NHS waiting lists are no secret and many people in A&E are being parked in corridors for hours, sometimes a day, before being treated/admitted. So it’s no surprise that anyone who can afford to go private is looking seriously at insurance plans. Your life may depend on it.
Here’s the word;
Insurance-funded private health admissions hit a new high for the first nine months of 2025, a period when NHS waiting lists remained broadly level at 7.4m, according to the latest analysis of PHIN1 and NHS England2 data from Broadstone, a leading independent consultancy.
There were half a million (500,000) admissions funded by Private Medical Insurance (PMI) through Q1-Q3 2025, the highest level ever recorded for this period and up 4,000 on the same period in 2024. Admissions have grown by almost a fifth (16%), compared to before the pandemic when 432,000 PMI-funded admissions were registered in Q1-Q3 2019.
NHS waiting lists fell slightly during the same period but still stood at 7.40 million in Q3 2025, and waiting times for basic diagnostic tests like X-rays and MRIs have risen by 12% in the past year, according to separate NHS England data3. 1.81 million patients were still waiting for diagnostic tests at the end of January 2026 – a quarter (25%) of whom had been in the queue for six weeks or more.

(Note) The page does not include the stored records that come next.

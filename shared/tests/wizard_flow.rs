//! End-to-end course submission through the wizard against a recording backend.

use std::cell::RefCell;

use anyhow::Result;
use async_trait::async_trait;
use coursehub_shared::{
    course_form::FormField,
    wizard::{SubmitOutcome, BUILDER_STEP, FIRST_STEP},
    ApiError, CatalogPageData, Category, CategoryRef, CourseApi, CourseFormError,
    CourseFormValues, CoursePayload, CourseRecord, CourseStatus, CourseSummary, SubmitMode,
    WizardController,
};

/// In-memory backend that records every create/edit payload.
struct RecordingApi {
    calls: RefCell<Vec<CoursePayload>>,
    fail: bool,
    response: CourseRecord,
}

impl RecordingApi {
    fn returning(response: CourseRecord) -> Self {
        Self {
            calls: RefCell::new(Vec::new()),
            fail: false,
            response,
        }
    }

    fn failing() -> Self {
        Self {
            calls: RefCell::new(Vec::new()),
            fail: true,
            response: CourseRecord::default(),
        }
    }

    fn call_count(&self) -> usize {
        self.calls.borrow().len()
    }

    fn last_payload(&self) -> Option<CoursePayload> {
        self.calls.borrow().last().cloned()
    }

    fn answer(&self, payload: &CoursePayload) -> Result<CourseRecord, ApiError> {
        self.calls.borrow_mut().push(payload.clone());
        if self.fail {
            Err(ApiError::Http {
                status: 502,
            })
        } else {
            Ok(self.response.clone())
        }
    }
}

#[async_trait(?Send)]
impl CourseApi for RecordingApi {
    async fn create_course(&self, payload: &CoursePayload) -> Result<CourseRecord, ApiError> {
        self.answer(payload)
    }

    async fn edit_course(&self, payload: &CoursePayload) -> Result<CourseRecord, ApiError> {
        self.answer(payload)
    }

    async fn list_categories(&self) -> Result<Vec<Category>, ApiError> {
        Ok(Vec::new())
    }

    async fn category_page(&self, _category_id: &str) -> Result<CatalogPageData, ApiError> {
        Ok(CatalogPageData::default())
    }

    async fn list_all_courses(&self) -> Result<Vec<CourseSummary>, ApiError> {
        Ok(Vec::new())
    }
}

fn stored_course() -> CourseRecord {
    CourseRecord {
        id: "course-42".to_string(),
        title: "Intro To Go".to_string(),
        short_description: "Concurrency basics".to_string(),
        price: 7000,
        tags: vec!["a".to_string(), "b".to_string()],
        category: CategoryRef::Populated {
            id: "c1".to_string(),
            name: Some("Programming".to_string()),
        },
        benefits: "B".to_string(),
        requirements: vec!["r1".to_string()],
        thumbnail: "https://cdn.example.com/go.png".to_string(),
        status: CourseStatus::Draft,
    }
}

fn new_course_values() -> CourseFormValues {
    CourseFormValues {
        title: "X".to_string(),
        short_description: "Y".to_string(),
        price: Some(7000),
        category: "c1".to_string(),
        tags: vec!["a".to_string(), "b".to_string()],
        thumbnail: None,
        benefits: "B".to_string(),
        requirements: vec!["r1".to_string()],
    }
}

#[tokio::test]
async fn create_sends_full_draft_and_advances() -> Result<()> {
    let api = RecordingApi::returning(stored_course());
    let mut wizard = WizardController::new();

    let outcome = wizard.submit(&api, &new_course_values()).await?;

    assert_eq!(outcome, SubmitOutcome::Applied(stored_course()));
    let payload = api.last_payload().expect("create payload recorded");
    assert_eq!(payload.mode(), SubmitMode::Create);
    assert_eq!(payload.text("status"), Some("draft"));
    assert_eq!(payload.text("courseName"), Some("X"));
    assert_eq!(payload.text("courseDescription"), Some("Y"));
    assert_eq!(payload.text("price"), Some("7000"));
    assert_eq!(payload.text("category"), Some("c1"));
    assert_eq!(payload.text("whatYouWillLearn"), Some("B"));
    assert_eq!(payload.text("tag"), Some(r#"["a","b"]"#));
    assert_eq!(payload.text("instructions"), Some(r#"["r1"]"#));
    assert!(payload.get("thumbnailImage").is_some());

    assert_eq!(wizard.context().step(), BUILDER_STEP);
    assert_eq!(wizard.context().draft(), Some(&stored_course()));
    Ok(())
}

#[tokio::test]
async fn out_of_range_price_never_reaches_the_network() -> Result<()> {
    let api = RecordingApi::returning(stored_course());
    let mut wizard = WizardController::new();

    for price in [4999, 10001, -1] {
        let mut values = new_course_values();
        values.price = Some(price);
        let err = wizard.submit(&api, &values).await.unwrap_err();
        match err {
            CourseFormError::Validation(errors) => assert!(errors.get(FormField::Price).is_some()),
            other => panic!("expected validation error, got {other:?}"),
        }
    }

    assert_eq!(api.call_count(), 0);
    assert_eq!(wizard.context().draft(), None);
    assert_eq!(wizard.context().step(), FIRST_STEP);
    Ok(())
}

#[tokio::test]
async fn saved_draft_reopens_for_editing() -> Result<()> {
    let api = RecordingApi::returning(stored_course());
    let mut wizard = WizardController::new();
    wizard.submit(&api, &new_course_values()).await?;
    assert_eq!(wizard.context().step(), BUILDER_STEP);

    wizard.back_to_information();
    let draft = wizard.context().draft().cloned().expect("draft kept after going back");
    wizard.start_edit(draft);

    assert_eq!(wizard.context().step(), FIRST_STEP);
    assert!(wizard.context().edit_course());
    assert_eq!(wizard.context().draft(), Some(&stored_course()));
    assert_eq!(wizard.form_values().title, "Intro To Go");

    let mut values = wizard.form_values();
    values.price = Some(9000);
    wizard.submit(&api, &values).await?;
    let payload = api.last_payload().expect("update payload recorded");
    assert_eq!(payload.mode(), SubmitMode::Update);
    assert_eq!(payload.keys(), vec!["courseId", "price"]);
    Ok(())
}

#[tokio::test]
async fn invalid_edit_keeps_the_saved_draft() -> Result<()> {
    let api = RecordingApi::returning(stored_course());
    let mut wizard = WizardController::new();
    wizard.start_edit(stored_course());
    let before = wizard.context().clone();

    let mut values = wizard.form_values();
    values.price = Some(12000);
    let err = wizard.submit(&api, &values).await.unwrap_err();

    assert!(matches!(err, CourseFormError::Validation(_)));
    assert_eq!(api.call_count(), 0);
    assert_eq!(wizard.context().draft(), Some(&stored_course()));
    assert_eq!(wizard.context(), &before);
    assert!(!wizard.is_submitting());
    Ok(())
}

#[tokio::test]
async fn unchanged_edit_reports_no_changes_without_calls() -> Result<()> {
    let api = RecordingApi::returning(stored_course());
    let mut wizard = WizardController::new();
    wizard.start_edit(stored_course());

    let values = wizard.form_values();
    let err = wizard.submit(&api, &values).await.unwrap_err();

    assert_eq!(err, CourseFormError::NoChanges);
    assert_eq!(api.call_count(), 0);
    assert!(!wizard.is_submitting());
    Ok(())
}

#[tokio::test]
async fn price_only_edit_sends_id_and_price() -> Result<()> {
    let mut updated = stored_course();
    updated.price = 6000;
    let api = RecordingApi::returning(updated.clone());
    let mut wizard = WizardController::new();
    wizard.start_edit(stored_course());

    let mut values = wizard.form_values();
    values.price = Some(6000);
    wizard.submit(&api, &values).await?;

    let payload = api.last_payload().expect("update payload recorded");
    assert_eq!(payload.mode(), SubmitMode::Update);
    assert_eq!(payload.keys(), vec!["courseId", "price"]);
    assert_eq!(payload.text("courseId"), Some("course-42"));
    assert_eq!(payload.text("price"), Some("6000"));

    // The server record is the new baseline.
    wizard.back_to_information();
    let again = wizard.form_values();
    assert_eq!(again.price, Some(6000));
    assert_eq!(
        wizard.submit(&api, &again).await.unwrap_err(),
        CourseFormError::NoChanges
    );
    assert_eq!(api.call_count(), 1);
    Ok(())
}

#[tokio::test]
async fn joined_text_equal_tags_are_not_sent() -> Result<()> {
    let api = RecordingApi::returning(stored_course());
    let mut wizard = WizardController::new();
    wizard.start_edit(stored_course());

    let mut values = wizard.form_values();
    values.tags = vec!["a,b".to_string()];
    values.benefits = "Better B".to_string();
    wizard.submit(&api, &values).await?;

    let payload = api.last_payload().expect("update payload recorded");
    assert_eq!(payload.keys(), vec!["courseId", "whatYouWillLearn"]);
    Ok(())
}

#[tokio::test]
async fn network_failure_is_recoverable() -> Result<()> {
    let api = RecordingApi::failing();
    let mut wizard = WizardController::new();

    let err = wizard.submit(&api, &new_course_values()).await.unwrap_err();
    assert_eq!(
        err,
        CourseFormError::Submission {
            mode: SubmitMode::Create,
            source: ApiError::Http {
                status: 502,
            },
        }
    );
    assert_eq!(err.user_message(), "Failed to add the course.");
    assert_eq!(wizard.context().draft(), None);
    assert_eq!(wizard.context().step(), FIRST_STEP);

    let retry = RecordingApi::returning(stored_course());
    wizard.submit(&retry, &new_course_values()).await?;
    assert_eq!(wizard.context().step(), BUILDER_STEP);
    Ok(())
}
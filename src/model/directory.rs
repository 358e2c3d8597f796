//! Campaigns, niches, and the id-to-name lookups used to label earnings rows.

use crate::table::Searchable;
use serde::{Deserialize, Serialize};
use std::borrow::Cow;
use std::collections::HashMap;

/// A named marketing entity, used as a transaction grouping key.
#[derive(Debug, Clone, Default, PartialEq, Eq, Serialize, Deserialize)]
#[serde(rename_all = "camelCase")]
pub struct Campaign {
    pub(crate) id: u64,
    pub(crate) name: String,
    #[serde(default)]
    pub(crate) niche_id: Option<u64>,
}

impl Campaign {
    pub fn new(id: u64, name: impl Into<String>, niche_id: Option<u64>) -> Self {
        Self {
            id,
            name: name.into(),
            niche_id,
        }
    }

    pub fn id(&self) -> u64 {
        self.id
    }

    pub fn name(&self) -> &str {
        &self.name
    }

    pub fn niche_id(&self) -> Option<u64> {
        self.niche_id
    }
}

/// A vertical, e.g. "Plumbing", used to tag campaigns and calls.
#[derive(Debug, Clone, Default, PartialEq, Eq, Serialize, Deserialize)]
#[serde(rename_all = "camelCase")]
pub struct Niche {
    pub(crate) id: u64,
    pub(crate) name: String,
}

impl Niche {
    pub fn new(id: u64, name: impl Into<String>) -> Self {
        Self {
            id,
            name: name.into(),
        }
    }

    pub fn id(&self) -> u64 {
        self.id
    }

    pub fn name(&self) -> &str {
        &self.name
    }
}

impl Searchable for Campaign {
    fn search_fields(&self) -> Vec<Cow<'_, str>> {
        vec![Cow::Borrowed(self.name.as_str()), Cow::Owned(self.id.to_string())]
    }
}

impl Searchable for Niche {
    fn search_fields(&self) -> Vec<Cow<'_, str>> {
        vec![Cow::Borrowed(self.name.as_str()), Cow::Owned(self.id.to_string())]
    }
}

/// Resolves campaign and niche ids to display names.
#[derive(Debug, Clone, Default, PartialEq, Eq)]
pub struct Labels {
    campaigns: HashMap<u64, String>,
    niches: HashMap<u64, String>,
}

impl Labels {
    pub fn new(campaigns: &[Campaign], niches: &[Niche]) -> Self {
        Self {
            campaigns: campaigns.iter().map(|c| (c.id, c.name.clone())).collect(),
            niches: niches.iter().map(|n| (n.id, n.name.clone())).collect(),
        }
    }

    pub fn campaign(&self, id: u64) -> Option<&str> {
        self.campaigns.get(&id).map(String::as_str)
    }

    pub fn niche(&self, id: u64) -> Option<&str> {
        self.niches.get(&id).map(String::as_str)
    }

    /// The label shown for a `(campaign, niche)` pair: the campaign name when the campaign is
    /// known, else the niche name when the niche is known, else the bare id.
    pub fn entity(&self, campaign_id: Option<u64>, niche_id: u64) -> String {
        if let Some(name) = campaign_id.and_then(|id| self.campaign(id)) {
            return name.to_string();
        }
        if let Some(name) = self.niche(niche_id) {
            return name.to_string();
        }
        campaign_id.unwrap_or(niche_id).to_string()
    }
}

With total private health admissions (including self-pay) reaching 710,000 through the first three quarters of the year, the market looks set to approach one million treatments per year as the market continues to grow in the face of continued strain on the NHS.
Brett Hill, Head of Health & Protection at Broadstone, said: “The growth of PMI-funded treatment shows how integral the private health market is becoming to the nation’s health.
“While we have seen waiting lists decrease slightly over the last couple of years, significant pressures persist, including the ongoing threat of industrial action, and businesses understand that they can no longer rely on the NHS to ensure the good health of their employees.
“As a result, PMI-funded admissions – the majority of which are funded by employer-paid schemes – have risen significantly above pre-pandemic levels. Industry data reinforces this trend with the latest ABI data showing that a record £4 billion was paid out in health claims in 20244, highlighting the scale and cost of this demand.
“It looks likely that we will soon be seeing over 1 million private treatments every year as businesses expand their health insurance coverage and this inevitably feeds through into an increasing volume of claims.”